### The task
Copy out exactly the lines from the first line of the material below through the line containing "pub fn find_by_id(&self, id: NodeId)", and nothing beyond them.

[[ Data for this exercise open ]]

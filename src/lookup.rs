//! Node resolution by id, name and path.
//!
//! The node table is flat: a node refers to its parent only by id. Paths are resolved by
//! descending one segment at a time, each segment looked up by name among the children of the
//! node found for the previous one. Top-level nodes are the children of
//! [`ID_ROOT`](crate::ID_ROOT).
//!
//! ```text
//! conf/BatCharging_V    -> node "BatCharging_V" under "conf"
//! conf/                 -> node "conf"
//! log/3                 -> record 3 of the records node "log" (endpoint lookups only)
//! ```

use crate::{Context, DataNode, ErrorCode, NodeId, NodeType, TsError, ID_ROOT, MAX_PATH_DEPTH};

/// A resolved node plus an optional record selector.
#[derive(Debug, Clone, Copy)]
pub struct Endpoint<'a> {
    /// The resolved node. For indexed paths this is the records node.
    pub node: &'a DataNode<'a>,
    /// Record index, present iff the path ended in a numeric segment below a records node.
    pub index: Option<usize>,
}

impl<'a> Endpoint<'a> {
    #[inline]
    const fn plain(node: &'a DataNode<'a>) -> Self {
        Self { node, index: None }
    }
}

/// Parse a record selector, detecting the base from its prefix.
///
/// `0x`/`0X` selects hex, a leading `0` octal, anything else decimal. Parsing stops at the
/// first character that is not a digit of the base, so `3a` selects record 3. The segment
/// always starts with a decimal digit.
fn parse_index(segment: &str, offset: usize) -> Result<usize, TsError> {
    let bytes = segment.as_bytes();
    let (radix, digits) = match bytes {
        [b'0', b'x' | b'X', next, ..] if next.is_ascii_hexdigit() => (16, &bytes[2..]),
        [b'0', ..] => (8, bytes),
        _ => (10, bytes),
    };

    let mut value: usize = 0;
    for &b in digits {
        let Some(digit) = char::from(b).to_digit(radix) else {
            break;
        };
        value = value
            .checked_mul(radix as usize)
            .and_then(|v| v.checked_add(digit as usize))
            .ok_or_else(|| TsError::lookup(ErrorCode::InvalidIndex, offset))?;
    }
    Ok(value)
}

impl<'a> Context<'a> {
    /// Find the first node declared with `id`.
    #[must_use]
    pub fn find_by_id(&self, id: NodeId) -> Option<&'a DataNode<'a>> {
        let nodes = self.nodes;
        self.position(id).and_then(|pos| nodes.get(pos))
    }

    /// Find the first node named exactly `name`.
    ///
    /// With `parent` set, only children of that node are considered; with `None`, nodes under
    /// any parent match. Names must match in full: `"foo"` never matches `"fooBar"`.
    #[must_use]
    pub fn find_by_name(&self, name: &str, parent: Option<NodeId>) -> Option<&'a DataNode<'a>> {
        self.nodes.iter().find(|node| {
            !matches!(parent, Some(p) if node.parent() != p) && node.name() == name
        })
    }

    /// Iterate the nodes declared with `parent` as parent, in declaration order.
    pub fn children(&self, parent: NodeId) -> impl Iterator<Item = &'a DataNode<'a>> + 'a {
        self.nodes.iter().filter(move |node| node.parent() == parent)
    }

    /// Find a node by its slash-separated path.
    ///
    /// Shorthand for [`resolve_path`](Self::resolve_path) that drops the failure reason.
    #[must_use]
    pub fn find_by_path(&self, path: &str) -> Option<&'a DataNode<'a>> {
        self.resolve_path(path).ok()
    }

    /// Resolve a slash-separated path to a node.
    ///
    /// A trailing slash is ignored: `"conf/"` resolves like `"conf"`.
    ///
    /// # Errors
    ///
    /// Returns `NotFound` if the path is empty or any segment does not name a child of the
    /// node before it, and `DepthLimitExceeded` if the path has more than
    /// [`MAX_PATH_DEPTH`] segments. The offset is the start of the failing segment.
    pub fn resolve_path(&self, path: &str) -> Result<&'a DataNode<'a>, TsError> {
        self.descend(path, false).map(|endpoint| endpoint.node)
    }

    /// Find the endpoint a path addresses.
    ///
    /// Shorthand for [`resolve_endpoint`](Self::resolve_endpoint) that drops the failure
    /// reason.
    #[must_use]
    pub fn find_endpoint(&self, path: &str) -> Option<Endpoint<'a>> {
        self.resolve_endpoint(path).ok()
    }

    /// Resolve a path that may end in a record index.
    ///
    /// Resolves like [`resolve_path`](Self::resolve_path), except that a final segment
    /// starting with an ASCII digit directly below a records node selects a record: the
    /// records node is returned together with the index. A trailing slash does not change
    /// this, so `log/3/` selects the same record as `log/3`. Below any other node a numeric
    /// segment is looked up as a name.
    ///
    /// The selector accepts decimal, `0x` hex and leading-zero octal, and ends at the first
    /// character that is not a digit of its base.
    ///
    /// # Errors
    ///
    /// As [`resolve_path`](Self::resolve_path), plus `InvalidIndex` if the record selector
    /// does not fit `usize`.
    pub fn resolve_endpoint(&self, path: &str) -> Result<Endpoint<'a>, TsError> {
        self.descend(path, true)
    }

    fn child(
        &self,
        name: &str,
        parent: NodeId,
        offset: usize,
    ) -> Result<&'a DataNode<'a>, TsError> {
        self.find_by_name(name, Some(parent)).ok_or_else(|| {
            log::trace!("no node {name:?} under 0x{parent:X}");
            TsError::lookup(ErrorCode::NotFound, offset)
        })
    }

    fn descend(&self, path: &str, records_index: bool) -> Result<Endpoint<'a>, TsError> {
        if path.is_empty() {
            return Err(TsError::lookup(ErrorCode::NotFound, 0));
        }

        let mut parent = ID_ROOT;
        let mut current: Option<&'a DataNode<'a>> = None;
        let mut start = 0;

        for _ in 0..MAX_PATH_DEPTH {
            let rest = &path[start..];
            let (segment, last) = match rest.find('/') {
                None => (rest, true),
                Some(end) => (&rest[..end], start + end + 1 == path.len()),
            };

            if last {
                if let Some(node) = current {
                    let numeric = segment.as_bytes().first().is_some_and(u8::is_ascii_digit);
                    if records_index && numeric && node.node_type() == NodeType::Records {
                        let index = parse_index(segment, start)?;
                        return Ok(Endpoint {
                            node,
                            index: Some(index),
                        });
                    }
                }
                return self.child(segment, parent, start).map(Endpoint::plain);
            }

            let node = self.child(segment, parent, start)?;
            parent = node.id();
            current = Some(node);
            start += segment.len() + 1;
        }

        log::trace!("path {path:?} deeper than {MAX_PATH_DEPTH} segments");
        Err(TsError::lookup(ErrorCode::DepthLimitExceeded, start))
    }

    /// Write the path of `node` into `buf` and return its length.
    ///
    /// The path is `"parent/name"` for a child node and just `"name"` for a top-level node.
    /// Nothing is written unless the whole path fits.
    ///
    /// # Errors
    ///
    /// Returns `BufferTooSmall` if the path does not fit `buf`, and `NotFound` if the node's
    /// parent id is not in the table.
    pub fn get_path(&self, node: &DataNode<'_>, buf: &mut [u8]) -> Result<usize, TsError> {
        let prefix = if node.is_top_level() {
            None
        } else {
            let parent = self
                .find_by_id(node.parent())
                .ok_or_else(|| TsError::lookup(ErrorCode::NotFound, 0))?;
            Some(parent.name())
        };

        let name = node.name().as_bytes();
        let len = prefix.map_or(0, |p| p.len() + 1) + name.len();
        let out = buf
            .get_mut(..len)
            .ok_or_else(|| TsError::storage(ErrorCode::BufferTooSmall))?;

        let mut pos = 0;
        if let Some(p) = prefix {
            out[..p.len()].copy_from_slice(p.as_bytes());
            out[p.len()] = b'/';
            pos = p.len() + 1;
        }
        out[pos..].copy_from_slice(name);
        Ok(len)
    }
}
//! Node descriptors.

use core::cell::Cell;
use core::fmt;

use crate::storage::{Array, Buffer, Records};
use crate::{Access, Context, ErrorCode, Subsets, TsError};

/// Identifier of a node, unique within a table.
pub type NodeId = u16;

/// Hook invoked after a change, without arguments.
pub type UpdateCallback = fn();

/// The procedure behind an executable node.
///
/// Executables take no protocol arguments: a codec writes their parameters into the child
/// nodes first and then invokes the procedure. The context is passed so that a procedure can
/// look up its parameters and, for a login procedure, call
/// [`Context::set_authentication`].
#[derive(Clone, Copy)]
pub struct Procedure(for<'c, 'n> fn(&'c mut Context<'n>));

impl Procedure {
    /// Wrap a function.
    #[inline]
    #[must_use]
    pub const fn new(f: for<'c, 'n> fn(&'c mut Context<'n>)) -> Self {
        Self(f)
    }

    /// Run the procedure against `ctx`.
    #[inline]
    pub fn call(self, ctx: &mut Context<'_>) {
        (self.0)(ctx);
    }
}

impl fmt::Debug for Procedure {
    fn fmt(&self, f: &mut fmt::Formatter<'_>) -> fmt::Result {
        f.write_str("Procedure")
    }
}

/// The closed set of node kinds.
#[derive(Debug, Clone, Copy, PartialEq, Eq, Hash)]
#[cfg_attr(feature = "serde", derive(serde::Serialize))]
#[cfg_attr(feature = "serde", serde(rename_all = "lowercase"))]
pub enum NodeType {
    /// Boolean.
    Bool,
    /// Unsigned 8-bit integer.
    U8,
    /// Signed 8-bit integer.
    I8,
    /// Unsigned 16-bit integer.
    U16,
    /// Signed 16-bit integer.
    I16,
    /// Unsigned 32-bit integer.
    U32,
    /// Signed 32-bit integer.
    I32,
    /// Unsigned 64-bit integer.
    U64,
    /// Signed 64-bit integer.
    I64,
    /// 32-bit float with a decimal places hint.
    F32,
    /// Fixed-capacity UTF-8 string.
    String,
    /// Fixed-capacity byte buffer.
    Bytes,
    /// Homogeneous array of scalars.
    Array,
    /// Repeating record addressed by index.
    Records,
    /// Path anchor without a value.
    Group,
    /// Node standing for a publish group.
    Subset,
    /// Executable procedure.
    Exec,
}

impl NodeType {
    /// Returns true iff nodes of this type carry a value.
    #[must_use]
    pub const fn has_value(self) -> bool {
        !matches!(self, Self::Group | Self::Subset | Self::Exec)
    }
}

/// Typed reference to the storage behind a node.
#[derive(Debug, Clone, Copy)]
pub enum NodeData<'a> {
    /// Boolean value.
    Bool(&'a Cell<bool>),
    /// `u8` value.
    U8(&'a Cell<u8>),
    /// `i8` value.
    I8(&'a Cell<i8>),
    /// `u16` value.
    U16(&'a Cell<u16>),
    /// `i16` value.
    I16(&'a Cell<i16>),
    /// `u32` value.
    U32(&'a Cell<u32>),
    /// `i32` value.
    I32(&'a Cell<i32>),
    /// `u64` value.
    U64(&'a Cell<u64>),
    /// `i64` value.
    I64(&'a Cell<i64>),
    /// `f32` value rendered with `decimals` decimal places.
    F32 {
        /// The value.
        value: &'a Cell<f32>,
        /// Decimal places hint.
        decimals: i16,
    },
    /// String buffer.
    String(Buffer<'a>),
    /// Byte buffer.
    Bytes(Buffer<'a>),
    /// Scalar array.
    Array(Array<'a>),
    /// Record array.
    Records(Records<'a>),
    /// Path anchor, with an optional hook run after its children were changed.
    Group(Option<UpdateCallback>),
    /// Publish group; fetching it lists the nodes tagged with these subsets.
    Subset(Subsets),
    /// Executable.
    Exec(Procedure),
}

impl NodeData<'_> {
    /// The type tag of this value.
    #[must_use]
    pub const fn node_type(&self) -> NodeType {
        match self {
            Self::Bool(_) => NodeType::Bool,
            Self::U8(_) => NodeType::U8,
            Self::I8(_) => NodeType::I8,
            Self::U16(_) => NodeType::U16,
            Self::I16(_) => NodeType::I16,
            Self::U32(_) => NodeType::U32,
            Self::I32(_) => NodeType::I32,
            Self::U64(_) => NodeType::U64,
            Self::I64(_) => NodeType::I64,
            Self::F32 { .. } => NodeType::F32,
            Self::String(_) => NodeType::String,
            Self::Bytes(_) => NodeType::Bytes,
            Self::Array(_) => NodeType::Array,
            Self::Records(_) => NodeType::Records,
            Self::Group(_) => NodeType::Group,
            Self::Subset(_) => NodeType::Subset,
            Self::Exec(_) => NodeType::Exec,
        }
    }
}

/// One addressable entry of a node table.
#[derive(Debug, Clone, Copy)]
pub struct DataNode<'a> {
    id: NodeId,
    parent: NodeId,
    name: &'a str,
    data: NodeData<'a>,
    access: Access,
    subsets: Subsets,
}

impl<'a> DataNode<'a> {
    /// Describe a node.
    ///
    /// `parent` is the id of the enclosing node, or [`ID_ROOT`](crate::ID_ROOT) for a
    /// top-level node.
    #[inline]
    #[must_use]
    pub const fn new(
        id: NodeId,
        name: &'a str,
        parent: NodeId,
        data: NodeData<'a>,
        access: Access,
        subsets: Subsets,
    ) -> Self {
        Self {
            id,
            parent,
            name,
            data,
            access,
            subsets,
        }
    }

    /// Describe a path anchor readable by anyone.
    #[inline]
    #[must_use]
    pub const fn group(id: NodeId, name: &'a str, parent: NodeId) -> Self {
        Self::new(
            id,
            name,
            parent,
            NodeData::Group(None),
            Access::ANY_R,
            Subsets::empty(),
        )
    }

    /// Describe an executable.
    #[inline]
    #[must_use]
    pub const fn exec(
        id: NodeId,
        name: &'a str,
        parent: NodeId,
        procedure: Procedure,
        access: Access,
    ) -> Self {
        Self::new(
            id,
            name,
            parent,
            NodeData::Exec(procedure),
            access,
            Subsets::empty(),
        )
    }

    /// Unique id.
    #[inline]
    #[must_use]
    pub const fn id(&self) -> NodeId {
        self.id
    }

    /// Id of the enclosing node.
    #[inline]
    #[must_use]
    pub const fn parent(&self) -> NodeId {
        self.parent
    }

    /// Name, unique among siblings by convention.
    #[inline]
    #[must_use]
    pub const fn name(&self) -> &'a str {
        self.name
    }

    /// The borrowed storage.
    #[inline]
    #[must_use]
    pub const fn data(&self) -> NodeData<'a> {
        self.data
    }

    /// The type tag.
    #[inline]
    #[must_use]
    pub const fn node_type(&self) -> NodeType {
        self.data.node_type()
    }

    /// Access mask.
    #[inline]
    #[must_use]
    pub const fn access(&self) -> Access {
        self.access
    }

    /// Publish groups this node belongs to.
    #[inline]
    #[must_use]
    pub const fn subsets(&self) -> Subsets {
        self.subsets
    }

    /// Returns true iff the node sits directly under the root.
    #[inline]
    #[must_use]
    pub const fn is_top_level(&self) -> bool {
        self.parent == crate::ID_ROOT
    }

    /// The change hook of a group node.
    #[inline]
    #[must_use]
    pub const fn callback(&self) -> Option<UpdateCallback> {
        match self.data {
            NodeData::Group(cb) => cb,
            _ => None,
        }
    }

    /// The buffer behind a string or bytes node.
    ///
    /// # Errors
    ///
    /// Returns `TypeMismatch` for any other node type.
    pub const fn buffer(&self) -> Result<Buffer<'a>, TsError> {
        match self.data {
            NodeData::String(buf) | NodeData::Bytes(buf) => Ok(buf),
            _ => Err(TsError::storage(ErrorCode::TypeMismatch)),
        }
    }

    /// The array behind an array node.
    ///
    /// # Errors
    ///
    /// Returns `TypeMismatch` for any other node type.
    pub const fn array(&self) -> Result<Array<'a>, TsError> {
        match self.data {
            NodeData::Array(array) => Ok(array),
            _ => Err(TsError::storage(ErrorCode::TypeMismatch)),
        }
    }

    /// The records behind a records node.
    ///
    /// # Errors
    ///
    /// Returns `TypeMismatch` for any other node type.
    pub const fn records(&self) -> Result<Records<'a>, TsError> {
        match self.data {
            NodeData::Records(records) => Ok(records),
            _ => Err(TsError::storage(ErrorCode::TypeMismatch)),
        }
    }

    /// The procedure behind an executable node.
    ///
    /// # Errors
    ///
    /// Returns `TypeMismatch` for any other node type.
    pub const fn procedure(&self) -> Result<Procedure, TsError> {
        match self.data {
            NodeData::Exec(procedure) => Ok(procedure),
            _ => Err(TsError::storage(ErrorCode::TypeMismatch)),
        }
    }

    /// Plain metadata view, for schema export.
    #[cfg(feature = "serde")]
    #[cfg_attr(docsrs, doc(cfg(feature = "serde")))]
    #[must_use]
    pub const fn meta(&self) -> NodeMeta<'a> {
        NodeMeta {
            id: self.id,
            parent: self.parent,
            name: self.name,
            node_type: self.node_type(),
            access: self.access,
            subsets: self.subsets,
        }
    }
}

/// Serializable description of a node without its value.
#[cfg(feature = "serde")]
#[cfg_attr(docsrs, doc(cfg(feature = "serde")))]
#[derive(Debug, Clone, Copy, PartialEq, Eq, serde::Serialize)]
pub struct NodeMeta<'a> {
    /// Unique id.
    pub id: NodeId,
    /// Id of the enclosing node.
    pub parent: NodeId,
    /// Name.
    pub name: &'a str,
    /// Type tag.
    #[serde(rename = "type")]
    pub node_type: NodeType,
    /// Access mask.
    pub access: Access,
    /// Publish groups.
    pub subsets: Subsets,
}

[[ Data for this exercise closed ]]

### Reply to the exercise
filename src/lookup.rs
//! Node resolution by id, name and path.
//!
//! The node table is flat: a node refers to its parent only by id. Paths are resolved by
//! descending one segment at a time, each segment looked up by name among the children of the
//! node found for the previous one. Top-level nodes are the children of
//! [`ID_ROOT`](crate::ID_ROOT).
//!
//! ```text
//! conf/BatCharging_V    -> node "BatCharging_V" under "conf"
//! conf/                 -> node "conf"
//! log/3                 -> record 3 of the records node "log" (endpoint lookups only)
//! ```

use crate::{Context, DataNode, ErrorCode, NodeId, NodeType, TsError, ID_ROOT, MAX_PATH_DEPTH};

/// A resolved node plus an optional record selector.
#[derive(Debug, Clone, Copy)]
pub struct Endpoint<'a> {
    /// The resolved node. For indexed paths this is the records node.
    pub node: &'a DataNode<'a>,
    /// Record index, present iff the path ended in a numeric segment below a records node.
    pub index: Option<usize>,
}

impl<'a> Endpoint<'a> {
    #[inline]
    const fn plain(node: &'a DataNode<'a>) -> Self {
        Self { node, index: None }
    }
}

/// Parse a record selector, detecting the base from its prefix.
///
/// `0x`/`0X` selects hex, a leading `0` octal, anything else decimal. Parsing stops at the
/// first character that is not a digit of the base, so `3a` selects record 3. The segment
/// always starts with a decimal digit.
fn parse_index(segment: &str, offset: usize) -> Result<usize, TsError> {
    let bytes = segment.as_bytes();
    let (radix, digits) = match bytes {
        [b'0', b'x' | b'X', next, ..] if next.is_ascii_hexdigit() => (16, &bytes[2..]),
        [b'0', ..] => (8, bytes),
        _ => (10, bytes),
    };

    let mut value: usize = 0;
    for &b in digits {
        let Some(digit) = char::from(b).to_digit(radix) else {
            break;
        };
        value = value
            .checked_mul(radix as usize)
            .and_then(|v| v.checked_add(digit as usize))
            .ok_or_else(|| TsError::lookup(ErrorCode::InvalidIndex, offset))?;
    }
    Ok(value)
}

impl<'a> Context<'a> {
    /// Find the first node declared with `id`.
    #[must_use]
    pub fn find_by_id(&self, id: NodeId) -> Option<&'a DataNode<'a>> {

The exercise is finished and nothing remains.